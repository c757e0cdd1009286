use crate::core::catalog::{self, ColorToken};
use crate::core::state::{App, Screen};
use crate::tui::TuiState;
use crate::tui::component::Component;
use crate::tui::components::{MainMenu, StationScreen, TitleBar};

use ratatui::Frame;
use ratatui::layout::{Constraint, Layout};
use ratatui::style::{Color, Style};
use ratatui::text::Span;

/// Map an abstract catalog color token to a terminal color. The only place
/// tokens become concrete.
pub fn accent_color(token: ColorToken) -> Color {
    match token {
        ColorToken::Sky => Color::Cyan,
        ColorToken::Amber => Color::Yellow,
        ColorToken::Emerald => Color::Green,
        ColorToken::Violet => Color::Magenta,
    }
}

pub fn draw_ui(frame: &mut Frame, app: &App, tui: &mut TuiState) {
    use Constraint::{Length, Min};
    let layout = Layout::vertical([Length(1), Min(0), Length(1)]);
    let [title_area, main_area, help_area] = layout.areas(frame.area());

    // Title bar
    let location = match app.screen {
        Screen::Menu => "Menu".to_string(),
        Screen::Station(id) => catalog::station(id).title.to_string(),
    };
    TitleBar::new(location, app.status_message.clone()).render(frame, title_area);

    // Main area - exactly one view is active
    match app.screen {
        Screen::Menu => {
            MainMenu::new(&mut tui.menu, tui.pulse_value).render(frame, main_area);
        }
        Screen::Station(_) => {
            if let Some(ref mut station) = tui.station {
                StationScreen::new(station).render(frame, main_area);
            }
        }
    }

    // Context-sensitive key help
    let help = match app.screen {
        Screen::Menu => " ↑↓ Select   Enter Open   1-4 Jump   q Quit",
        Screen::Station(_) => {
            " Tab Next module   Shift+Tab Previous   ↑↓ Field   ←→ Adjust   Esc Menu"
        }
    };
    frame.render_widget(
        Span::styled(help, Style::default().fg(Color::DarkGray)),
        help_area,
    );
}
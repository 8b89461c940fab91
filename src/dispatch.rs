//! Fan-out of a report to every configured sink.
//!
//! The console is written first and synchronously. Every other sink runs as
//! its own task, so a slow or failing sink never holds up the rest. Sink
//! errors and panics are traced, echoed on the console error stream, and go
//! no further: they are never fed back into the reporting pipeline.

use std::collections::HashMap;
use std::future::Future;
use std::sync::Arc;

use tokio::task::JoinSet;
use tracing::{debug, error, warn};

use crate::report::Report;
use crate::sink::{ConsoleSink, Sink};

tokio::task_local! {
    static REPORTING: ();
}

/// Run `future` marked as part of the reporting pipeline.
pub(crate) async fn reporting_scope<F: Future>(future: F) -> F::Output {
    REPORTING.scope((), future).await
}

/// Whether the current task is running inside the reporting pipeline.
///
/// The panic hook checks this so a panicking sink is logged, not reported.
pub fn in_reporting_pipeline() -> bool {
    REPORTING.try_with(|_| ()).is_ok()
}

/// Which sinks accepted a report.
#[derive(Debug, Clone, Default, PartialEq, Eq)]
pub struct DispatchOutcome {
    /// Sinks that delivered the report.
    pub delivered: Vec<String>,
    /// Sinks that failed or panicked.
    pub failed: Vec<String>,
}

impl DispatchOutcome {
    /// Whether every attempted sink delivered.
    pub fn all_delivered(&self) -> bool {
        self.failed.is_empty()
    }
}

/// Delivers reports to the console and a set of asynchronous sinks.
pub struct Dispatcher {
    console: Arc<ConsoleSink>,
    sinks: Vec<Arc<dyn Sink>>,
}

impl Dispatcher {
    /// Create a dispatcher. The console is always attempted.
    pub fn new(console: Arc<ConsoleSink>, sinks: Vec<Arc<dyn Sink>>) -> Self {
        Self { console, sinks }
    }

    /// Console used for report blocks and lifecycle banners.
    pub fn console(&self) -> &Arc<ConsoleSink> {
        &self.console
    }

    /// Names of the asynchronous sinks, in registration order.
    pub fn sink_names(&self) -> Vec<String> {
        self.sinks.iter().map(|s| s.name().to_owned()).collect()
    }

    /// Deliver `report` to every sink and wait for all of them to settle.
    pub async fn dispatch(&self, report: Arc<Report>) -> DispatchOutcome {
        let mut outcome = DispatchOutcome::default();

        let console_name = self.console.name().to_owned();
        match self.console.deliver(&report).await {
            Ok(()) => outcome.delivered.push(console_name),
            Err(e) => {
                warn!(report_id = %report.id, error = %e, "console sink failed");
                outcome.failed.push(console_name);
            }
        }

        let mut tasks = JoinSet::new();
        let mut names = HashMap::new();

        for sink in &self.sinks {
            let sink = Arc::clone(sink);
            let report = Arc::clone(&report);
            let name = sink.name().to_owned();
            let handle = tasks.spawn(reporting_scope(async move { sink.deliver(&report).await }));
            names.insert(handle.id(), name);
        }

        while let Some(joined) = tasks.join_next_with_id().await {
            match joined {
                Ok((id, Ok(()))) => {
                    let name = names.remove(&id).unwrap_or_default();
                    debug!(report_id = %report.id, sink = %name, "report delivered");
                    outcome.delivered.push(name);
                }
                Ok((id, Err(e))) => {
                    let name = names.remove(&id).unwrap_or_default();
                    error!(report_id = %report.id, sink = %name, error = %e, "sink delivery failed");
                    self.note_failure(&report, &name, &e.to_string());
                    outcome.failed.push(name);
                }
                Err(e) => {
                    let name = names.remove(&e.id()).unwrap_or_default();
                    error!(report_id = %report.id, sink = %name, error = %e, "sink task aborted");
                    self.note_failure(&report, &name, &e.to_string());
                    outcome.failed.push(name);
                }
            }
        }

        outcome
    }

    fn note_failure(&self, report: &Report, sink: &str, reason: &str) {
        if let Err(e) = self.console.print_sink_failure(report, sink, reason) {
            warn!(report_id = %report.id, error = %e, "console sink failed");
        }
    }
}
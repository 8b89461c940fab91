//! Crashwatch CLI entry point.
//!
//! Provides `start`, `check`, and `fire` subcommands for running the
//! failure watcher, validating configuration, or sending one synthetic
//! report through every sink.

#![forbid(unsafe_code)]
#![warn(missing_docs)]

use std::path::PathBuf;
use std::sync::Arc;

use anyhow::Context;
use clap::{Parser, Subcommand};
use tokio::io::BufReader;
use tokio::sync::mpsc;
use tracing::info;

use crashwatch::config::{default_config_path, load_config, CrashwatchConfig};
use crashwatch::{events, hooks, logging, FailureHandler, FailureSource, RawFailure};

/// Crashwatch: failure reporting and restart supervision for bot processes.
#[derive(Parser)]
#[command(name = "crashwatch", version, about)]
struct Cli {
    /// Path to crashwatch.toml (default: ~/.crashwatch/crashwatch.toml).
    #[arg(long, global = true)]
    config: Option<PathBuf>,

    /// Subcommand to execute.
    #[command(subcommand)]
    command: Command,
}

/// Available CLI subcommands.
#[derive(Subcommand)]
enum Command {
    /// Install the failure hooks, read client events from stdin, and run
    /// until interrupted.
    Start,
    /// Validate configuration and print the resolved settings.
    Check,
    /// Build one synthetic report and deliver it to every sink.
    Fire {
        /// Failure name (e.g. DiscordAPIError).
        #[arg(long)]
        name: Option<String>,
        /// Failure message.
        #[arg(long, default_value = "synthetic failure from crashwatch fire")]
        message: String,
        /// Failure code (e.g. ENOENT).
        #[arg(long)]
        code: Option<String>,
        /// Remote status (e.g. 502).
        #[arg(long)]
        status: Option<u16>,
    },
}

#[tokio::main]
async fn main() -> anyhow::Result<()> {
    let cli = Cli::parse();
    let _ = dotenvy::dotenv();

    let config_path = match cli.config {
        Some(path) => path,
        None => default_config_path()?,
    };
    let config = load_config(&config_path)
        .with_context(|| format!("failed to load {}", config_path.display()))?;

    match cli.command {
        Command::Start => handle_start(&config).await,
        Command::Check => handle_check(&config, &config_path),
        Command::Fire {
            name,
            message,
            code,
            status,
        } => handle_fire(&config, name, message, code, status).await,
    }
}

/// Install hooks, start the client event intake, and block until Ctrl-C.
async fn handle_start(config: &CrashwatchConfig) -> anyhow::Result<()> {
    let logs_dir = config.logs_dir()?;
    let _logging_guard = logging::init_production(&logs_dir, &config.logging)?;

    let handler = Arc::new(
        FailureHandler::from_config(config).context("failed to build failure handler")?,
    );
    hooks::install(Arc::clone(&handler)).context("failed to install failure hooks")?;

    let (event_tx, event_rx) = mpsc::channel(config.intake.channel_buffer);
    let intake = tokio::spawn(events::run_client_events(Arc::clone(&handler), event_rx));

    if config.intake.stdin {
        let reader = BufReader::new(tokio::io::stdin());
        hooks::spawn_supervised(Arc::clone(&handler), "stdin intake", async move {
            events::read_client_events(reader, event_tx).await.map(|_| ())
        });
    } else {
        drop(event_tx);
    }

    if let Err(e) = handler
        .dispatcher()
        .console()
        .announce_startup(&config.identity.name)
    {
        tracing::warn!(error = %e, "failed to print startup banner");
    }

    info!(
        identity = %config.identity.name,
        log = %config.log.path.display(),
        webhook = config.notifier.webhook_url.is_some(),
        stdin_intake = config.intake.stdin,
        sinks = ?handler.dispatcher().sink_names(),
        "crashwatch started"
    );

    tokio::signal::ctrl_c()
        .await
        .context("failed to listen for ctrl-c")?;
    intake.abort();
    info!("crashwatch shutting down");
    Ok(())
}

/// Print the resolved configuration.
fn handle_check(config: &CrashwatchConfig, path: &std::path::Path) -> anyhow::Result<()> {
    logging::init_cli(&config.logging);

    let webhook = match config.notifier.webhook_url.as_deref() {
        Some(raw) => url::Url::parse(raw)
            .map(|u| format!("{}://{}/…", u.scheme(), u.host_str().unwrap_or("?")))
            .unwrap_or_else(|_| "invalid".to_owned()),
        None => "disabled".to_owned(),
    };

    println!("config:         {}", path.display());
    println!("identity:       {}", config.identity.name);
    println!("failure log:    {}", config.log.path.display());
    println!("webhook:        {webhook}");
    println!(
        "restart:        {} (delay {}s, exit code {})",
        if config.restart.enabled { "enabled" } else { "disabled" },
        config.restart.delay_secs,
        config.restart.exit_code
    );
    println!(
        "stdin intake:   {} (buffer {})",
        if config.intake.stdin { "enabled" } else { "disabled" },
        config.intake.channel_buffer
    );
    println!(
        "tracing logs:   {} (level {})",
        config.logs_dir()?.display(),
        config.logging.level
    );
    Ok(())
}

/// Deliver one synthetic client-error report. Never restarts.
async fn handle_fire(
    config: &CrashwatchConfig,
    name: Option<String>,
    message: String,
    code: Option<String>,
    status: Option<u16>,
) -> anyhow::Result<()> {
    logging::init_cli(&config.logging);

    let handler = FailureHandler::from_config(config).context("failed to build failure handler")?;

    let mut failure = RawFailure::default().with_message(message);
    failure.name = name;
    failure.code = code;
    failure.status = status;

    let report = Arc::new(handler.build_report(FailureSource::ClientError, &failure));
    info!(kind = %report.kind, severity = %report.severity, "synthetic report built");

    let outcome = handler.dispatcher().dispatch(report).await;
    anyhow::ensure!(
        outcome.all_delivered(),
        "delivery failed for sinks: {}",
        outcome.failed.join(", ")
    );
    info!(delivered = ?outcome.delivered, "synthetic report delivered");
    Ok(())
}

:::::

» **BRIEF**
The lines above that include "joined" should each be listed.

» **TASK RESPONSE**
        while let Some(joined) = tasks.join_next_with_id().await {
            match joined {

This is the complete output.